1 Introduction

Low-level global features for vision-based localization

Sven Eberhardt

sven2@uni-bremen.de 0

Christoph Zetzsche

zetzsche@informatik.uni-bremen.de 0 0 Cognitive Neuroinformatics, Universit ̈at Bremen , Bibliothekstraße 1, 28359 Bremen , Germany

2013

5 12

Vision-based self-localization is the ability to derive one's own location from visual input only without knowledge of a previous position or idiothetic information. It is often assumed that the visual mechanisms and invariance properties used for object recognition will also be helpful for localization. Here we show that this is neither logically reasonable nor empirically supported. We argue that the desirable invariance and generalization properties differ substantially between the two tasks. Application of several biologically inspired algorithms to various test sets reveals that simple, globally pooled features outperform the complex vision models used for object recognition, if tested on localization. Such basic global image statistics should thus be considered as valuable priors for self-localization, both in vision research and robot applications.
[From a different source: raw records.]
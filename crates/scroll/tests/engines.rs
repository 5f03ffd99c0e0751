//! Cross-module scroll engine behavior: detection feeding the runners.

use std::sync::Arc;

use dgx_dom::{DomBackend, ElementSpec, SimDom};
use dgx_scroll::{
    ImmediateFrames, IntoViewOptions, IntoViewScroller, ScrollTelemetry, ScrollUntilOptions,
    ScrollUntilRunner, ScrollUntilStatus, UntilCondition,
};

fn telemetry() -> Arc<ScrollTelemetry> {
    Arc::new(ScrollTelemetry::default())
}

#[tokio::test]
async fn into_view_detects_its_own_container() {
    let dom = SimDom::new();
    let root = dom.root();
    let pane = dom.append(
        &root,
        ElementSpec::new("div")
            .id("pane")
            .rect(0.0, 0.0, 300.0, 200.0)
            .scrollable(300.0, 1000.0),
    );
    let target = dom.append(&pane, ElementSpec::new("p").rect(600.0, 0.0, 300.0, 30.0));

    let scroller = IntoViewScroller::new(
        Arc::new(dom.clone()),
        Arc::new(ImmediateFrames),
        telemetry(),
    );
    let outcome = scroller
        .scroll_into_view(&target, &IntoViewOptions::default())
        .await;
    assert!(outcome.success);
    assert_eq!(outcome.container, Some(pane));
    assert_eq!(dom.scroll_top(&pane), 600.0);
}

#[tokio::test(start_paused = true)]
async fn scroll_until_detects_via_an_anchor() {
    let dom = SimDom::new();
    let root = dom.root();
    let pane = dom.append(
        &root,
        ElementSpec::new("div")
            .rect(0.0, 0.0, 300.0, 200.0)
            .scrollable(300.0, 800.0),
    );
    let anchor = dom.append(&pane, ElementSpec::new("ul"));

    let runner = ScrollUntilRunner::new(Arc::new(dom.clone()), telemetry());
    let mut options = ScrollUntilOptions::new(UntilCondition::End { threshold_px: None });
    options.anchor = Some(anchor);
    options.delay_ms = Some(0);
    let result = runner.run(options).await;
    assert_eq!(result.status, ScrollUntilStatus::Success);
    assert_eq!(result.container, Some(pane));
    assert_eq!(dom.scroll_top(&pane), 600.0);
}

#[tokio::test(start_paused = true)]
async fn document_scrolling_works_end_to_end() {
    let dom = SimDom::new();
    dom.set_document_scroll(1280.0, 3000.0);
    let runner = ScrollUntilRunner::new(Arc::new(dom.clone()), telemetry());
    let mut options = ScrollUntilOptions::new(UntilCondition::End {
        threshold_px: Some(5.0),
    });
    options.delay_ms = Some(0);
    options.step_px = Some(500.0);
    let result = runner.run(options).await;
    assert_eq!(result.status, ScrollUntilStatus::Success);
    let state = dom.scroll_state(&dom.root()).unwrap();
    assert!(state.max_scroll_top() - state.scroll_top <= 5.0);
}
localization visual features spatial cognition

1 Introduction

The ability to make reliable assumptions about their own position in the world is of critical importance for biological as well as for man-made systems such as mobile robots. A number of sensors can be used and combined to achieve this feat (see e.g. [ 4 ]). Among these, vision is of particular importance. Although idiothetic information such as acceleration, velocity and orientation measurements can be used for dead reckoning, visual realignment can be essential to avoid the accumulation of errors in path integration. Furthermore, allothetic information in form of visual input can be used for direct localization. For example, many place cells in the hippocampus can be driven by visual input alone [ 10 ]. But how exactly can vision support localization?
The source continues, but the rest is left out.